What you will do:
Produce an exact copy of the lines from the line containing "Health check endpoint" through the last line of the entries below, and only those lines.

Data provided:
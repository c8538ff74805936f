//! HTTP server facade for bookshelf with Axum, error handling, and OpenAPI support.

use std::future::Future;

use anyhow::Context;
use axum::{routing::get, Router};

use bookshelf_kernel::{InitCtx, ModuleRegistry};

pub mod error;
pub mod router;

use router::RouterBuilder;

/// Start the HTTP server and serve until `shutdown` resolves
pub async fn start_server<F>(
    registry: &ModuleRegistry,
    ctx: &InitCtx<'_>,
    shutdown: F,
) -> anyhow::Result<()>
where
    F: Future<Output = ()> + Send + 'static,
{
    let address = ctx.settings.server.bind_address();
    tracing::info!("starting HTTP server on {}", address);

    let app = build_router(registry, ctx);

    let listener = tokio::net::TcpListener::bind(&address)
        .await
        .with_context(|| format!("failed to bind to {address}"))?;

    tracing::info!("HTTP server listening on http://{}", address);

    axum::serve(listener, app)
        .with_graceful_shutdown(shutdown)
        .await
        .context("HTTP server failed")?;

    tracing::info!("HTTP server stopped");
    Ok(())
}

/// Build the main HTTP router with all module routes mounted
pub fn build_router(registry: &ModuleRegistry, ctx: &InitCtx<'_>) -> Router {
    let mut router_builder = RouterBuilder::new().route("/healthz", get(health_check));

    for module in registry.modules() {
        let mount_path = module.mount_path();
        tracing::info!(
            module = module.name(),
            "mounting module routes under {}",
            mount_path
        );
        router_builder = router_builder.mount_module(&mount_path, module.routes(ctx));
    }

    router_builder
        .with_openapi(registry)
        .with_tracing()
        .with_cors()
        .with_timeout(ctx.settings.server.request_timeout_ms)
        .with_request_id()
        .build()
}

/// Resolves on Ctrl-C, or SIGTERM on unix
pub async fn shutdown_signal() {
    let ctrl_c = async {
        if let Err(e) = tokio::signal::ctrl_c().await {
            tracing::error!(error = %e, "failed to listen for Ctrl-C");
            std::future::pending::<()>().await;
        }
    };

    #[cfg(unix)]
    let terminate = async {
        match tokio::signal::unix::signal(tokio::signal::unix::SignalKind::terminate()) {
            Ok(mut signal) => {
                signal.recv().await;
            }
            Err(e) => {
                tracing::error!(error = %e, "failed to listen for SIGTERM");
                std::future::pending::<()>().await;
            }
        }
    };

    #[cfg(not(unix))]
    let terminate = std::future::pending::<()>();

    tokio::select! {
        _ = ctrl_c => {},
        _ = terminate => {},
    }

    tracing::info!("shutdown signal received");
}

/// Health check endpoint
async fn health_check() -> &'static str {
    "ok"
}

Written solution:
/// Health check endpoint
async fn health_check() -> &'static str {
    "ok"
}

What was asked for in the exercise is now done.